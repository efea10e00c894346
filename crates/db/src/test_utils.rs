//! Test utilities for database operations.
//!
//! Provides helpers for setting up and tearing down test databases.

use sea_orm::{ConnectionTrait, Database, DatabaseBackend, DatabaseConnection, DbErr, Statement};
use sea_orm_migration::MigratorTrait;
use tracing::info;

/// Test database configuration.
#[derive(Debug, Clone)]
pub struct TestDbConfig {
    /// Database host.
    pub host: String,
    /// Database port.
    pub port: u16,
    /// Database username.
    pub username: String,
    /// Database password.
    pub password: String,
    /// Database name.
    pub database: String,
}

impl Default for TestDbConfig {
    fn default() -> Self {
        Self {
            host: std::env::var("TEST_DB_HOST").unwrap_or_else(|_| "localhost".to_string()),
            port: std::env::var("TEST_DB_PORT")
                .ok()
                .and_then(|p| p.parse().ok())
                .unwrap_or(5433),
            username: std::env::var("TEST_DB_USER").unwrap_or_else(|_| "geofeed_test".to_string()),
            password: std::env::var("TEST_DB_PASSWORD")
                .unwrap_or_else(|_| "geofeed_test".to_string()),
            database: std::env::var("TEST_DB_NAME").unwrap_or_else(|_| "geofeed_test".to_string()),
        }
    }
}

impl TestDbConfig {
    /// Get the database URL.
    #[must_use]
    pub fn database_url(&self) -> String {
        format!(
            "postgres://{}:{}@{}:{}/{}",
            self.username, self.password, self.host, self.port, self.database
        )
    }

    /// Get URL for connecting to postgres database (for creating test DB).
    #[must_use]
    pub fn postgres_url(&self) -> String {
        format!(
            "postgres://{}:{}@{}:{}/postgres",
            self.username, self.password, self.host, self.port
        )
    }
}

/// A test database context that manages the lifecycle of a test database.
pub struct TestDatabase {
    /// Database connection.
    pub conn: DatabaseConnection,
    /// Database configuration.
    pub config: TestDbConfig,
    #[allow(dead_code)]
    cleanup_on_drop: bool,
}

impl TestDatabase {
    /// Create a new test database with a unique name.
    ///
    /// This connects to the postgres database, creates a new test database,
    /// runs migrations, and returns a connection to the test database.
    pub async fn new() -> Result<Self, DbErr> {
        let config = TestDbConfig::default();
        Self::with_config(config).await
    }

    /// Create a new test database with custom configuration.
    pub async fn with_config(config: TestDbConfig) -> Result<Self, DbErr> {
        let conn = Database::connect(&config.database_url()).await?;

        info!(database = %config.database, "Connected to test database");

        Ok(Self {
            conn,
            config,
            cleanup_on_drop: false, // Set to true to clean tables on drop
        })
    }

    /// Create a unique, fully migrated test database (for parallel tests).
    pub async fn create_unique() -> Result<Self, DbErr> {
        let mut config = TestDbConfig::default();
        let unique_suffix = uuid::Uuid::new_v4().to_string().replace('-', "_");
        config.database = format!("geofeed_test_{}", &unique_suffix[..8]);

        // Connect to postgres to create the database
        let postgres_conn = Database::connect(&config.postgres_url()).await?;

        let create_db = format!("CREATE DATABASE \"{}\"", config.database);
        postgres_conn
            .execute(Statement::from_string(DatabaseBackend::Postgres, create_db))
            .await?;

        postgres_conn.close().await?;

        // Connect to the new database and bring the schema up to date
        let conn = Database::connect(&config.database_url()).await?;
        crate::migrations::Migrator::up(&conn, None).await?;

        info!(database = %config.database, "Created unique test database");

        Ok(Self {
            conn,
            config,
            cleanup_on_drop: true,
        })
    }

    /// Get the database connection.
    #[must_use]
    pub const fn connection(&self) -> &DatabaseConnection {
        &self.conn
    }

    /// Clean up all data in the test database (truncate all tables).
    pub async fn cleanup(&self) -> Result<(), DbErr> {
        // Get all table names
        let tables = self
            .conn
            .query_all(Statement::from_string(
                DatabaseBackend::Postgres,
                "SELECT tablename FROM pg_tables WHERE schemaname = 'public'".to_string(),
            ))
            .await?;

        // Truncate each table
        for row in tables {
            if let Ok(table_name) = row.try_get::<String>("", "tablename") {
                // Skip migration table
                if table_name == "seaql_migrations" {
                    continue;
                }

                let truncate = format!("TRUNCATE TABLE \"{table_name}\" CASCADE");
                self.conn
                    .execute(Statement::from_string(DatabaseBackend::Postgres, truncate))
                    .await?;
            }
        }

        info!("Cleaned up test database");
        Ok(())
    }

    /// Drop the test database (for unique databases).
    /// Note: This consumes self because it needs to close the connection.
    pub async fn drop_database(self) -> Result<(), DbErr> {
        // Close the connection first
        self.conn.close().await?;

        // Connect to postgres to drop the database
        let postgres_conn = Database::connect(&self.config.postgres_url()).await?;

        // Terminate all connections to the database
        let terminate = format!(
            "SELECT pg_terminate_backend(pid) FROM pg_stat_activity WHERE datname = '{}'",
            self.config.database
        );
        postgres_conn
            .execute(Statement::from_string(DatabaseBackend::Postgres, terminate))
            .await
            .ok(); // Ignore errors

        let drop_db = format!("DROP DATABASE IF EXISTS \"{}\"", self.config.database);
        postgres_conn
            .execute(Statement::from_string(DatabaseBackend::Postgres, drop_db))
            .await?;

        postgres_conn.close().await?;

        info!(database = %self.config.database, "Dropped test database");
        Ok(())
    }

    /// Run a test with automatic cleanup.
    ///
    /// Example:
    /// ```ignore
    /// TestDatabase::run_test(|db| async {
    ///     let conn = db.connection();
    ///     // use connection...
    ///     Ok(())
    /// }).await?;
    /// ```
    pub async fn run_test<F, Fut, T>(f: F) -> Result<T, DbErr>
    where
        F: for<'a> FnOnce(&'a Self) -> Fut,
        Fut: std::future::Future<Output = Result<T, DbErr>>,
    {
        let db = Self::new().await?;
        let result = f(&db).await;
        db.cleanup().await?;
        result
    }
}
........
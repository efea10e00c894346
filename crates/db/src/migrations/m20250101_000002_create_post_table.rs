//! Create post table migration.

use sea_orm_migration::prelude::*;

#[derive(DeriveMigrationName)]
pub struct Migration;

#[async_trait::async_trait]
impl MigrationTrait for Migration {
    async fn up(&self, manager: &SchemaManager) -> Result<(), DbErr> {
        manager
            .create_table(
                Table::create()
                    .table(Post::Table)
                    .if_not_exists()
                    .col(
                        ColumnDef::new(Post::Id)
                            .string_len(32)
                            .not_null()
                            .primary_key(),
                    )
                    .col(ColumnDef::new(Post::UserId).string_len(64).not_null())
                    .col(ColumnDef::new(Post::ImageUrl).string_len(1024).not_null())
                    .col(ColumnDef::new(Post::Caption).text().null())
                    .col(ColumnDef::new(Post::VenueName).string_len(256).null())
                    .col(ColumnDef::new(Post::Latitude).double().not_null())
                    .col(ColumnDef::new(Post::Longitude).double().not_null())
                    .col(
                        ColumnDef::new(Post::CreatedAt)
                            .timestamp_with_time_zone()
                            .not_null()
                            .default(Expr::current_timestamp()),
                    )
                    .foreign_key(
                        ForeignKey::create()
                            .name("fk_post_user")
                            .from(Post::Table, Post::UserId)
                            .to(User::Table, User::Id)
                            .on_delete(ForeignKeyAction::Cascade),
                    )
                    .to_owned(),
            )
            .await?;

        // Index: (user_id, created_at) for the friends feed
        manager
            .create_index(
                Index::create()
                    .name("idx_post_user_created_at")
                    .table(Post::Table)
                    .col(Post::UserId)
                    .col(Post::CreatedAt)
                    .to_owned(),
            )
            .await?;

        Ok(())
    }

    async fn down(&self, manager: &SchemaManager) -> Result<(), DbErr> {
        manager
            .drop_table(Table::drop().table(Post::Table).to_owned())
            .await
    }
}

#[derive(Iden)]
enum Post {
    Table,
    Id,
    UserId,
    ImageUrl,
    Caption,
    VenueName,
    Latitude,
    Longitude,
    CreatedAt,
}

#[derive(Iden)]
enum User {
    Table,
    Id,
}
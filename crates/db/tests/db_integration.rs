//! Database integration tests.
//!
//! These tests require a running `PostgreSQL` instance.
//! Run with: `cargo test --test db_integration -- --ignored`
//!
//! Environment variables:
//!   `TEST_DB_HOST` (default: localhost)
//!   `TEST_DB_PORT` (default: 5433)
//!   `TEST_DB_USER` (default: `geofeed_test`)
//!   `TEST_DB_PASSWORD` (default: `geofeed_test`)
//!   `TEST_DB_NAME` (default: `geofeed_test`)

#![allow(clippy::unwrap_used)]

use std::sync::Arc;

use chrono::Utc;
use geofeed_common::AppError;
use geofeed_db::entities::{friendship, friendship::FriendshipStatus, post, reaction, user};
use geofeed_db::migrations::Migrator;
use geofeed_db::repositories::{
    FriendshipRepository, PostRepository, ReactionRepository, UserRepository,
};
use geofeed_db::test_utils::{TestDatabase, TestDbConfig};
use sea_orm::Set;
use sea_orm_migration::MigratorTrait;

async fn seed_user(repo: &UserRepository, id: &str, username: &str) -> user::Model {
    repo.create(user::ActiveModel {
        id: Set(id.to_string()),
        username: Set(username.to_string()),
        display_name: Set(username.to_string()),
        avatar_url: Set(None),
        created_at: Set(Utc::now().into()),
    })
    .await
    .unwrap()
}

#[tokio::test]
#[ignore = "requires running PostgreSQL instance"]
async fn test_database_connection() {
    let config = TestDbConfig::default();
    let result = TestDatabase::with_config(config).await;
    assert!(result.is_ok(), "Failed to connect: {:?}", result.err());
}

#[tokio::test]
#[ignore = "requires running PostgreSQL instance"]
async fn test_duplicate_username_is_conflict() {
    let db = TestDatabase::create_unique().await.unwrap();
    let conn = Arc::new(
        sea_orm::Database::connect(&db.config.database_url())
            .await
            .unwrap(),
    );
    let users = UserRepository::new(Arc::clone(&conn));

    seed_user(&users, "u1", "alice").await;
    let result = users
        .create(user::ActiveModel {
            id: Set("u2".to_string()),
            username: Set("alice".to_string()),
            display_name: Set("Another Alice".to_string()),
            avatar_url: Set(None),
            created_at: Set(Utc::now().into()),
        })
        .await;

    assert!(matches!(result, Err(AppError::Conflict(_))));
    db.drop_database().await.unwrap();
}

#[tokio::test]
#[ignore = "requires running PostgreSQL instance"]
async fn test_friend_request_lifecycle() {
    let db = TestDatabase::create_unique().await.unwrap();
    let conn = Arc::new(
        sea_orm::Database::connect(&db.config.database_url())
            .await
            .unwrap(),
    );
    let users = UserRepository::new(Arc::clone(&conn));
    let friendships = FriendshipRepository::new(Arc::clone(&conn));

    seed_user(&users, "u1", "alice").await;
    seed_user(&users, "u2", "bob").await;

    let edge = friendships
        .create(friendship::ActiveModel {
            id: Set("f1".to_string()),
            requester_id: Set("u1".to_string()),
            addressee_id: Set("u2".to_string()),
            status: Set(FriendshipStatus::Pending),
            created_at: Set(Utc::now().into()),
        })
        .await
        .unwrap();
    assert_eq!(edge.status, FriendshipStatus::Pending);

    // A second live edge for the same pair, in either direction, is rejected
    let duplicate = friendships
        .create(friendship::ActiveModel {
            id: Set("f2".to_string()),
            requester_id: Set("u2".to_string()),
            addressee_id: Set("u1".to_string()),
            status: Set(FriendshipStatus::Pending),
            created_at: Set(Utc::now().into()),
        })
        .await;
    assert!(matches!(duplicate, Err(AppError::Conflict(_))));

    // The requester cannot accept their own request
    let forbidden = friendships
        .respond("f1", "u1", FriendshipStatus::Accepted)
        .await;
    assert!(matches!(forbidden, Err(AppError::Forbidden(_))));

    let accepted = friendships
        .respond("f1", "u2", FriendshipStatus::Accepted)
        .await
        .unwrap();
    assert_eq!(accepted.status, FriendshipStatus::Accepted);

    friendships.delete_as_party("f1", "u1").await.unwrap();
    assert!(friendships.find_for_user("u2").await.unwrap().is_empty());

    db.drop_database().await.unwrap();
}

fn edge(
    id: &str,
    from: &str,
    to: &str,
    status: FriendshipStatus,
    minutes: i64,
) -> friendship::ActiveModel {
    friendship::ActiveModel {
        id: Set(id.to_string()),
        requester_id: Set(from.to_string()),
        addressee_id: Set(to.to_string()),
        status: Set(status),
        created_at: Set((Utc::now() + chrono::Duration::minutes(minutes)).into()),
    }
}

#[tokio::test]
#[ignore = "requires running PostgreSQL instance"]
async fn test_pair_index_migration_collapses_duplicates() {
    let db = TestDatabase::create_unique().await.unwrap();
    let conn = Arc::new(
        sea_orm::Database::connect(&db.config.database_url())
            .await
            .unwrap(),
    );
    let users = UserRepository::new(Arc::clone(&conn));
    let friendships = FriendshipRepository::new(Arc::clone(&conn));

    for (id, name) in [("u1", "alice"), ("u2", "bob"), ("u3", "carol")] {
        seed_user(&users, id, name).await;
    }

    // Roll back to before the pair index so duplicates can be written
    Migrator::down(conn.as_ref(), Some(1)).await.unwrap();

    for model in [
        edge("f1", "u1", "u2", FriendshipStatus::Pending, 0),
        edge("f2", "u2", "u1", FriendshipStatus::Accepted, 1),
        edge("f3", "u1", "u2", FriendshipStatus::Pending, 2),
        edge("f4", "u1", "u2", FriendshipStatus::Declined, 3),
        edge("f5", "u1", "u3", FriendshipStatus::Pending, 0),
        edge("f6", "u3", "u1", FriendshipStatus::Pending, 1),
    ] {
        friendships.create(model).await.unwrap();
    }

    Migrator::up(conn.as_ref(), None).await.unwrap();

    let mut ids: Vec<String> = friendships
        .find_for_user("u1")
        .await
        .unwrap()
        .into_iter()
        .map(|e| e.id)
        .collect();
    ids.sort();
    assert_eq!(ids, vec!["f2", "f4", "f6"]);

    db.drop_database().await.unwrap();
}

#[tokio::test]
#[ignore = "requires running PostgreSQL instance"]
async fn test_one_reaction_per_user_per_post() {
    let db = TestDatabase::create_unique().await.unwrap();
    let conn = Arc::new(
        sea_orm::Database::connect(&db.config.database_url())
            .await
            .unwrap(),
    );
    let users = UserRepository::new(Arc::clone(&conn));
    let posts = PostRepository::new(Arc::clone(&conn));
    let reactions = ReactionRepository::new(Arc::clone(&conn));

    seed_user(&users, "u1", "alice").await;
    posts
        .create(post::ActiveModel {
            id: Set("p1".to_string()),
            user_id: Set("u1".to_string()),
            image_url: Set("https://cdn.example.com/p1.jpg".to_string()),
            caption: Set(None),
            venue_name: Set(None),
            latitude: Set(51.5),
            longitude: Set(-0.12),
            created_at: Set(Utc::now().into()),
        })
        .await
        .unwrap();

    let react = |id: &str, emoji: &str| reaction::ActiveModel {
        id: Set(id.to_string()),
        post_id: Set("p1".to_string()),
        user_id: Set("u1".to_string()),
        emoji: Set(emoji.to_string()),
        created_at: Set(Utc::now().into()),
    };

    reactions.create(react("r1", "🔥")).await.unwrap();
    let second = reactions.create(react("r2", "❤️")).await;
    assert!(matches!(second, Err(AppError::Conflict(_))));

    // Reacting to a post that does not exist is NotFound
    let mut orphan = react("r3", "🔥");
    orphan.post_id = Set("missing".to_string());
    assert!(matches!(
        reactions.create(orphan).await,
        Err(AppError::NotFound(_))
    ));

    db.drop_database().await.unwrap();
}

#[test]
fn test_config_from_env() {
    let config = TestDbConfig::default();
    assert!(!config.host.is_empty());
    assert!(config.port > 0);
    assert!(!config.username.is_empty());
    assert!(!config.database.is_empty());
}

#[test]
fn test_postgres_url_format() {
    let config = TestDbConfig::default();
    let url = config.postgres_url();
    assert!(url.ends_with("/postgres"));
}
........
# EXERCISE:
All lines in the listing above with the string "Pending" should be returned.

# SOLUTION TO THIS TASK:
            status: Set(FriendshipStatus::Pending),
    assert_eq!(edge.status, FriendshipStatus::Pending);
            status: Set(FriendshipStatus::Pending),
        edge("f1", "u1", "u2", FriendshipStatus::Pending, 0),
        edge("f3", "u1", "u2", FriendshipStatus::Pending, 2),
        edge("f5", "u1", "u3", FriendshipStatus::Pending, 0),
        edge("f6", "u3", "u1", FriendshipStatus::Pending, 1),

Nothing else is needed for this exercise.